//! Record flattening.

use super::{partition, FlattenOptions, FID, FPID};
use crate::path;
use crate::schema::{element_fields, lookup, Field, FieldMap, VALUE_FIELD};
use replicadb_sync_protocol::Record;
use serde_json::Value;

/// One row produced by flattening a record.
#[derive(Debug, Clone, PartialEq)]
pub struct FlatRow {
    /// Model path the row belongs to; empty for the root collection.
    pub model_path: String,
    /// Row content.
    pub row: Record,
}

impl FlatRow {
    /// Returns true for the row of the root collection.
    pub fn is_root(&self) -> bool {
        self.model_path.is_empty()
    }

    /// Name of the collection this row belongs to.
    pub fn collection_name(&self, root: &str) -> String {
        if self.is_root() {
            root.to_string()
        } else {
            path::virtual_collection_name(root, &self.model_path)
        }
    }
}

/// Decomposes `record` into flat rows.
///
/// Rows of promoted models come first, children before parents, and the
/// root row is always last. The output depends only on the record, the
/// schema and the (sorted) options.
pub fn flatten_record(
    record: &Record,
    fields: &FieldMap,
    options: &FlattenOptions,
    primary_key: &str,
) -> Vec<FlatRow> {
    let identity = record.get(primary_key).cloned().unwrap_or(Value::Null);
    let as_models: Vec<&str> = options.as_models().iter().map(String::as_str).collect();
    let as_fields: Vec<&str> = options.as_fields().iter().map(String::as_str).collect();

    let id_prefix = path::render_id(&identity);
    let mut out = Vec::new();
    let root = Node {
        fields: Some(fields),
        identity: &identity,
        id_prefix: &id_prefix,
        model_path: "",
    };
    flatten_node(record.clone(), &root, &as_fields, &as_models, &mut out);
    out
}

struct Node<'a> {
    fields: Option<&'a FieldMap>,
    identity: &'a Value,
    id_prefix: &'a str,
    model_path: &'a str,
}

fn flatten_node(
    mut record: Record,
    node: &Node<'_>,
    as_fields: &[&str],
    as_models: &[&str],
    out: &mut Vec<FlatRow>,
) {
    let partition = partition(as_fields, as_models);

    for group in &partition.models {
        let element = match node.fields.and_then(|f| lookup(f, group.path)) {
            Some(Field::Array(element)) => Some(element.as_ref()),
            other => other,
        };
        let Some(value) = path::remove(&mut record, group.path) else {
            continue;
        };
        let child_fields = element.map(element_fields);
        let model_path = path::join(node.model_path, group.path);

        let items: Vec<(Option<usize>, Value)> = match value {
            Value::Array(items) => items
                .into_iter()
                .enumerate()
                .map(|(i, item)| (Some(i), item))
                .collect(),
            single => vec![(None, single)],
        };

        for (index, item) in items {
            if item.is_null() {
                continue;
            }
            let fid = match index {
                Some(i) => format!("{}.{}.{i}", node.id_prefix, group.path),
                None => format!("{}.{}", node.id_prefix, group.path),
            };
            let mut child = wrap_element(item, element);
            child.insert(FID.to_string(), Value::String(fid.clone()));
            child.insert(FPID.to_string(), node.identity.clone());

            let identity = Value::String(fid.clone());
            let child_node = Node {
                fields: child_fields.as_ref(),
                identity: &identity,
                id_prefix: &fid,
                model_path: &model_path,
            };
            flatten_node(child, &child_node, &group.fields, &group.models, out);
        }
    }

    for field in &partition.fields {
        if let Some(value) = path::remove(&mut record, field) {
            record.insert(path::escape(field), value);
        }
    }

    out.push(FlatRow {
        model_path: node.model_path.to_string(),
        row: record,
    });
}

/// Object elements keep their shape; anything else, or elements described
/// as a non-object, are wrapped as `{"value": element}`.
fn wrap_element(item: Value, element: Option<&Field>) -> Record {
    match (item, element) {
        (Value::Object(map), None | Some(Field::Object(_))) => map,
        (other, _) => Record::from_iter([(VALUE_FIELD.to_string(), other)]),
    }
}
....
_EXERCISE_
The records above should all be quoted exactly, please.

_TASK SOLUTION_
//! Record flattening.

use super::{partition, FlattenOptions, FID, FPID};
use crate::path;
use crate::schema::{element_fields, lookup, Field, FieldMap, VALUE_FIELD};
use replicadb_sync_protocol::Record;
use serde_json::Value;

/// One row produced by flattening a record.
#[derive(Debug, Clone, PartialEq)]
pub struct FlatRow {
    /// Model path the row belongs to; empty for the root collection.
    pub model_path: String,
    /// Row content.
    pub row: Record,
}

impl FlatRow {
    /// Returns true for the row of the root collection.
    pub fn is_root(&self) -> bool {
        self.model_path.is_empty()
    }

    /// Name of the collection this row belongs to.
    pub fn collection_name(&self, root: &str) -> String {
        if self.is_root() {
            root.to_string()
        } else {
            path::virtual_collection_name(root, &self.model_path)
        }
    }
}

/// Decomposes `record` into flat rows.
///
/// Rows of promoted models come first, children before parents, and the
/// root row is always last. The output depends only on the record, the
/// schema and the (sorted) options.
pub fn flatten_record(
    record: &Record,
    fields: &FieldMap,
    options: &FlattenOptions,
    primary_key: &str,
) -> Vec<FlatRow> {
    let identity = record.get(primary_key).cloned().unwrap_or(Value::Null);
    let as_models: Vec<&str> = options.as_models().iter().map(String::as_str).collect();
    let as_fields: Vec<&str> = options.as_fields().iter().map(String::as_str).collect();

    let id_prefix = path::render_id(&identity);
    let mut out = Vec::new();
    let root = Node {
        fields: Some(fields),
        identity: &identity,
        id_prefix: &id_prefix,
        model_path: "",
    };
    flatten_node(record.clone(), &root, &as_fields, &as_models, &mut out);
    out
}

struct Node<'a> {
    fields: Option<&'a FieldMap>,
    identity: &'a Value,
    id_prefix: &'a str,
    model_path: &'a str,
}

fn flatten_node(
    mut record: Record,
    node: &Node<'_>,
    as_fields: &[&str],
    as_models: &[&str],
    out: &mut Vec<FlatRow>,
) {
    let partition = partition(as_fields, as_models);

    for group in &partition.models {
        let element = match node.fields.and_then(|f| lookup(f, group.path)) {
            Some(Field::Array(element)) => Some(element.as_ref()),
            other => other,
        };
        let Some(value) = path::remove(&mut record, group.path) else {
            continue;
        };
        let child_fields = element.map(element_fields);
        let model_path = path::join(node.model_path, group.path);

        let items: Vec<(Option<usize>, Value)> = match value {
            Value::Array(items) => items
                .into_iter()
                .enumerate()
                .map(|(i, item)| (Some(i), item))
                .collect(),
            single => vec![(None, single)],
        };

        for (index, item) in items {
            if item.is_null() {
                continue;
            }
            let fid = match index {
                Some(i) => format!("{}.{}.{i}", node.id_prefix, group.path),
                None => format!("{}.{}", node.id_prefix, group.path),
            };
            let mut child = wrap_element(item, element);
            child.insert(FID.to_string(), Value::String(fid.clone()));
            child.insert(FPID.to_string(), node.identity.clone());

            let identity = Value::String(fid.clone());
            let child_node = Node {
                fields: child_fields.as_ref(),
                identity: &identity,
                id_prefix: &fid,
                model_path: &model_path,
            };
            flatten_node(child, &child_node, &group.fields, &group.models, out);
        }
    }

    for field in &partition.fields {
        if let Some(value) = path::remove(&mut record, field) {
            record.insert(path::escape(field), value);
        }
    }

    out.push(FlatRow {
        model_path: node.model_path.to_string(),
        row: record,
    });
}

/// Object elements keep their shape; anything else, or elements described
/// as a non-object, are wrapped as `{"value": element}`.
fn wrap_element(item: Value, element: Option<&Field>) -> Record {
    match (item, element) {
        (Value::Object(map), None | Some(Field::Object(_))) => map,
        (other, _) => Record::from_iter([(VALUE_FIELD.to_string(), other)]),
    }
}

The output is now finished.